**Prompt**
In your answer, repeat each line of the data exactly.

─── Dataset entries ───

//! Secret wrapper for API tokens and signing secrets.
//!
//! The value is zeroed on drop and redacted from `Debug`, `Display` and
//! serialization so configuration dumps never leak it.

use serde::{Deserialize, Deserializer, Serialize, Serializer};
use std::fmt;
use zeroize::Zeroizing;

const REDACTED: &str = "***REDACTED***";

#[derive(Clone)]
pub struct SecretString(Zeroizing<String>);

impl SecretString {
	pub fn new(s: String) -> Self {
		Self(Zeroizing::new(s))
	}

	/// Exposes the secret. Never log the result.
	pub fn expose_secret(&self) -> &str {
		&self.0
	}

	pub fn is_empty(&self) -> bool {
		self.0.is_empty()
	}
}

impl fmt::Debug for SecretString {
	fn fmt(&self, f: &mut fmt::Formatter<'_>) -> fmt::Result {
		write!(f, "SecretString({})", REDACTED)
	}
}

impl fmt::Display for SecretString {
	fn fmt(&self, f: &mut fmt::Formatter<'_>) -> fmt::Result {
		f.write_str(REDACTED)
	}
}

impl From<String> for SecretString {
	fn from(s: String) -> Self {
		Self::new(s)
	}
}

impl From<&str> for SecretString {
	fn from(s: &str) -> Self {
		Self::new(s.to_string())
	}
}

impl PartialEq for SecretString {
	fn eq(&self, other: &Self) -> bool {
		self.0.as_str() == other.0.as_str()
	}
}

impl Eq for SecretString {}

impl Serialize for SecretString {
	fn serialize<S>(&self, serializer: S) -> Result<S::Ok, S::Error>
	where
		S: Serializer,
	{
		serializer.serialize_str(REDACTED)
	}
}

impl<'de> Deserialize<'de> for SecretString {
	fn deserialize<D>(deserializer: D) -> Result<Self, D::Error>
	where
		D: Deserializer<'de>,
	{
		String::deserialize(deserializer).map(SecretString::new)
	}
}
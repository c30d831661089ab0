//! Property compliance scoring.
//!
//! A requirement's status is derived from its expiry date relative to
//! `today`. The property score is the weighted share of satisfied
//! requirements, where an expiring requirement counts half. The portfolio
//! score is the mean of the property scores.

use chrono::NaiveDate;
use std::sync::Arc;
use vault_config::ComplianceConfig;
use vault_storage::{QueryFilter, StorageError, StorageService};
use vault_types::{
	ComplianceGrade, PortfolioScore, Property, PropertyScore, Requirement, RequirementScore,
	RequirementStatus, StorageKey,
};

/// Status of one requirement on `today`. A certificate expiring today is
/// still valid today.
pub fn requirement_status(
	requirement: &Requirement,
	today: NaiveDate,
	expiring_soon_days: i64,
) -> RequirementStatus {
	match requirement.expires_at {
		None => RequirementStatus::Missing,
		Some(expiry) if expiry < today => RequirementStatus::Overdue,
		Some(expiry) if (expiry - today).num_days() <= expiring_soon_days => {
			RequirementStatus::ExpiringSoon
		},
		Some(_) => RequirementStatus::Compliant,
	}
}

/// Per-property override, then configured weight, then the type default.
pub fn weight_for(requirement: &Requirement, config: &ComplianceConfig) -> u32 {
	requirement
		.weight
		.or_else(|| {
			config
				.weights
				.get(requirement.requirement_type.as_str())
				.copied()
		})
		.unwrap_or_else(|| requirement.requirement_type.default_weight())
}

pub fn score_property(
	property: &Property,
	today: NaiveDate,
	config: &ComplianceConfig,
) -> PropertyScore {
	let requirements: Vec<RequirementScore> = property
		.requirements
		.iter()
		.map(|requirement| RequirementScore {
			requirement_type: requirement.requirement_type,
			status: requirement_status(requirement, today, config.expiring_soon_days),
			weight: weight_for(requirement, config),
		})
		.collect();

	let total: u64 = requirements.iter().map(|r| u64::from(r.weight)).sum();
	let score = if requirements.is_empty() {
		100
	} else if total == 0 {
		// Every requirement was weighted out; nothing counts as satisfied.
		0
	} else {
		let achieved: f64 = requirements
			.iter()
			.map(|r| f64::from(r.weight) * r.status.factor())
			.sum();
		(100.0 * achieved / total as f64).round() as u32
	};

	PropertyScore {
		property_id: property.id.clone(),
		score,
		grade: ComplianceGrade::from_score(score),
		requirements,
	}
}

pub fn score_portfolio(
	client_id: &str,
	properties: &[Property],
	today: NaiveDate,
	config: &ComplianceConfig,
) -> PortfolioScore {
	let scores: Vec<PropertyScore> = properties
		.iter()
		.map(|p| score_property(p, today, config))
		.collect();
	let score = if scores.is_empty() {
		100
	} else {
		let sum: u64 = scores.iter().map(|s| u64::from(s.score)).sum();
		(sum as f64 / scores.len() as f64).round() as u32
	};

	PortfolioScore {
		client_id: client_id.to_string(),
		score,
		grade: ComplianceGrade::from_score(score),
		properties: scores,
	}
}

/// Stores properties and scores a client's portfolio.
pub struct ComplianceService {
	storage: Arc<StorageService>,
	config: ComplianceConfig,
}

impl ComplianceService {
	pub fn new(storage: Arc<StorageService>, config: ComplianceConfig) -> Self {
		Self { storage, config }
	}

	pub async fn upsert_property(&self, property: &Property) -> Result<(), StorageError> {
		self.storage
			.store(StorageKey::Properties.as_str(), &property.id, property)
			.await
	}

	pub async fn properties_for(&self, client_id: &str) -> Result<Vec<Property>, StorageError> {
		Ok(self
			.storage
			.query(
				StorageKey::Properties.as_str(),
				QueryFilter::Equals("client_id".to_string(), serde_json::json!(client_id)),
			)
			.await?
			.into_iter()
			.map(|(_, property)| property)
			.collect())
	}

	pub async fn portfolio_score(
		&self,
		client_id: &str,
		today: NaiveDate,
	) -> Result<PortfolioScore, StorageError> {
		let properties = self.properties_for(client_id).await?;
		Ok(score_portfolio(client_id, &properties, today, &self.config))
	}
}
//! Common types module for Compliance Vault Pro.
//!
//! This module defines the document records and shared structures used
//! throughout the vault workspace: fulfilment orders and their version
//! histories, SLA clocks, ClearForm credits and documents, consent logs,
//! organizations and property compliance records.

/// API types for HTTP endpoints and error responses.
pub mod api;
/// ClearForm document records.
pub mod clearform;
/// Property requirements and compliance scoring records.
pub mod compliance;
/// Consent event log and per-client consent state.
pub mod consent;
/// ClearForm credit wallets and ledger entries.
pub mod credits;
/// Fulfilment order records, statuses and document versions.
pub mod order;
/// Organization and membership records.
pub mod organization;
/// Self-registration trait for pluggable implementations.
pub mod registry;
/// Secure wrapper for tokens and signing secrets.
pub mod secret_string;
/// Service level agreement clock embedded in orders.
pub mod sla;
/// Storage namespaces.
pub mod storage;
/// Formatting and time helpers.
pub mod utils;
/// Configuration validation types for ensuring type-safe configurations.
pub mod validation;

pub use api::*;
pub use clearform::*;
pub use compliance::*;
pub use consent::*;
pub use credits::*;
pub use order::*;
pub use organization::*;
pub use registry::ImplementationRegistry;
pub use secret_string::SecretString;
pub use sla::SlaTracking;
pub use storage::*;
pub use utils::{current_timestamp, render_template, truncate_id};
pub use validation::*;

───

**Problem solution**
//! Secret wrapper for API tokens and signing secrets.
//!
//! The value is zeroed on drop and redacted from `Debug`, `Display` and
//! serialization so configuration dumps never leak it.

use serde::{Deserialize, Deserializer, Serialize, Serializer};
use std::fmt;
use zeroize::Zeroizing;

const REDACTED: &str = "***REDACTED***";

#[derive(Clone)]
pub struct SecretString(Zeroizing<String>);

impl SecretString {
	pub fn new(s: String) -> Self {
		Self(Zeroizing::new(s))
	}

	/// Exposes the secret. Never log the result.
	pub fn expose_secret(&self) -> &str {
		&self.0
	}

	pub fn is_empty(&self) -> bool {
		self.0.is_empty()
	}
}

impl fmt::Debug for SecretString {
	fn fmt(&self, f: &mut fmt::Formatter<'_>) -> fmt::Result {
		write!(f, "SecretString({})", REDACTED)
	}
}

impl fmt::Display for SecretString {
	fn fmt(&self, f: &mut fmt::Formatter<'_>) -> fmt::Result {
		f.write_str(REDACTED)
	}
}

impl From<String> for SecretString {
	fn from(s: String) -> Self {
		Self::new(s)
	}
}

impl From<&str> for SecretString {
	fn from(s: &str) -> Self {
		Self::new(s.to_string())
	}
}

impl PartialEq for SecretString {
	fn eq(&self, other: &Self) -> bool {
		self.0.as_str() == other.0.as_str()
	}
}

impl Eq for SecretString {}

impl Serialize for SecretString {
	fn serialize<S>(&self, serializer: S) -> Result<S::Ok, S::Error>
	where
		S: Serializer,
	{
		serializer.serialize_str(REDACTED)
	}
}

impl<'de> Deserialize<'de> for SecretString {
	fn deserialize<D>(deserializer: D) -> Result<Self, D::Error>
	where
		D: Deserializer<'de>,
	{
		String::deserialize(deserializer).map(SecretString::new)
	}
}
repository c30d831661089ab0
//! Property compliance scoring.
//!
//! A requirement's status is derived from its expiry date relative to
//! `today`. The property score is the weighted share of satisfied
//! requirements, where an expiring requirement counts half. The portfolio
//! score is the mean of the property scores.

use chrono::NaiveDate;
use std::sync::Arc;
use vault_config::ComplianceConfig;
use vault_storage::{QueryFilter, StorageError, StorageService};
use vault_types::{
	ComplianceGrade, PortfolioScore, Property, PropertyScore, Requirement, RequirementScore,
	RequirementStatus, StorageKey,
};

/// Status of one requirement on `today`. A certificate expiring today is
/// still valid today.
pub fn requirement_status(
	requirement: &Requirement,
	today: NaiveDate,
	expiring_soon_days: i64,
) -> RequirementStatus {
	match requirement.expires_at {
		None => RequirementStatus::Missing,
		Some(expiry) if expiry < today => RequirementStatus::Overdue,
		Some(expiry) if (expiry - today).num_days() <= expiring_soon_days => {
			RequirementStatus::ExpiringSoon
		},
		Some(_) => RequirementStatus::Compliant,
	}
}

/// Per-property override, then configured weight, then the type default.
pub fn weight_for(requirement: &Requirement, config: &ComplianceConfig) -> u32 {
	requirement
		.weight
		.or_else(|| {
			config
				.weights
				.get(requirement.requirement_type.as_str())
				.copied()
		})
		.unwrap_or_else(|| requirement.requirement_type.default_weight())
}

pub fn score_property(
	property: &Property,
	today: NaiveDate,
	config: &ComplianceConfig,
) -> PropertyScore {
	let requirements: Vec<RequirementScore> = property
		.requirements
		.iter()
		.map(|requirement| RequirementScore {
			requirement_type: requirement.requirement_type,
			status: requirement_status(requirement, today, config.expiring_soon_days),
			weight: weight_for(requirement, config),
		})
		.collect();

	let total: u64 = requirements.iter().map(|r| u64::from(r.weight)).sum();
	let score = if requirements.is_empty() {
		100
	} else if total == 0 {
		// Every requirement was weighted out; nothing counts as satisfied.
		0
	} else {
		let achieved: f64 = requirements
			.iter()
			.map(|r| f64::from(r.weight) * r.status.factor())
			.sum();
		(100.0 * achieved / total as f64).round() as u32
	};

	PropertyScore {
		property_id: property.id.clone(),
		score,
		grade: ComplianceGrade::from_score(score),
		requirements,
	}
}

pub fn score_portfolio(
	client_id: &str,
	properties: &[Property],
	today: NaiveDate,
	config: &ComplianceConfig,
) -> PortfolioScore {
	let scores: Vec<PropertyScore> = properties
		.iter()
		.map(|p| score_property(p, today, config))
		.collect();
	let score = if scores.is_empty() {
		100
	} else {
		let sum: u64 = scores.iter().map(|s| u64::from(s.score)).sum();
		(sum as f64 / scores.len() as f64).round() as u32
	};

	PortfolioScore {
		client_id: client_id.to_string(),
		score,
		grade: ComplianceGrade::from_score(score),
		properties: scores,
	}
}

/// Stores properties and scores a client's portfolio.
pub struct ComplianceService {
	storage: Arc<StorageService>,
	config: ComplianceConfig,
}

impl ComplianceService {
	pub fn new(storage: Arc<StorageService>, config: ComplianceConfig) -> Self {
		Self { storage, config }
	}

	pub async fn upsert_property(&self, property: &Property) -> Result<(), StorageError> {
		self.storage
			.store(StorageKey::Properties.as_str(), &property.id, property)
			.await
	}

	pub async fn properties_for(&self, client_id: &str) -> Result<Vec<Property>, StorageError> {
		Ok(self
			.storage
			.query(
				StorageKey::Properties.as_str(),
				QueryFilter::Equals("client_id".to_string(), serde_json::json!(client_id)),
			)
			.await?
			.into_iter()
			.map(|(_, property)| property)
			.collect())
	}

	pub async fn portfolio_score(
		&self,
		client_id: &str,
		today: NaiveDate,
	) -> Result<PortfolioScore, StorageError> {
		let properties = self.properties_for(client_id).await?;
		Ok(score_portfolio(client_id, &properties, today, &self.config))
	}
}
//! Common types module for Compliance Vault Pro.
//!
//! This module defines the document records and shared structures used
//! throughout the vault workspace: fulfilment orders and their version
//! histories, SLA clocks, ClearForm credits and documents, consent logs,
//! organizations and property compliance records.

/// API types for HTTP endpoints and error responses.
pub mod api;
/// ClearForm document records.
pub mod clearform;
/// Property requirements and compliance scoring records.
pub mod compliance;
/// Consent event log and per-client consent state.
pub mod consent;
/// ClearForm credit wallets and ledger entries.
pub mod credits;
/// Fulfilment order records, statuses and document versions.
pub mod order;
/// Organization and membership records.
pub mod organization;
/// Self-registration trait for pluggable implementations.
pub mod registry;
/// Secure wrapper for tokens and signing secrets.
pub mod secret_string;
/// Service level agreement clock embedded in orders.
pub mod sla;
/// Storage namespaces.
pub mod storage;
/// Formatting and time helpers.
pub mod utils;
/// Configuration validation types for ensuring type-safe configurations.
pub mod validation;

pub use api::*;
pub use clearform::*;
pub use compliance::*;
pub use consent::*;
pub use credits::*;
pub use order::*;
pub use organization::*;
pub use registry::ImplementationRegistry;
pub use secret_string::SecretString;
pub use sla::SlaTracking;
pub use storage::*;
pub use utils::{current_timestamp, render_template, truncate_id};
pub use validation::*;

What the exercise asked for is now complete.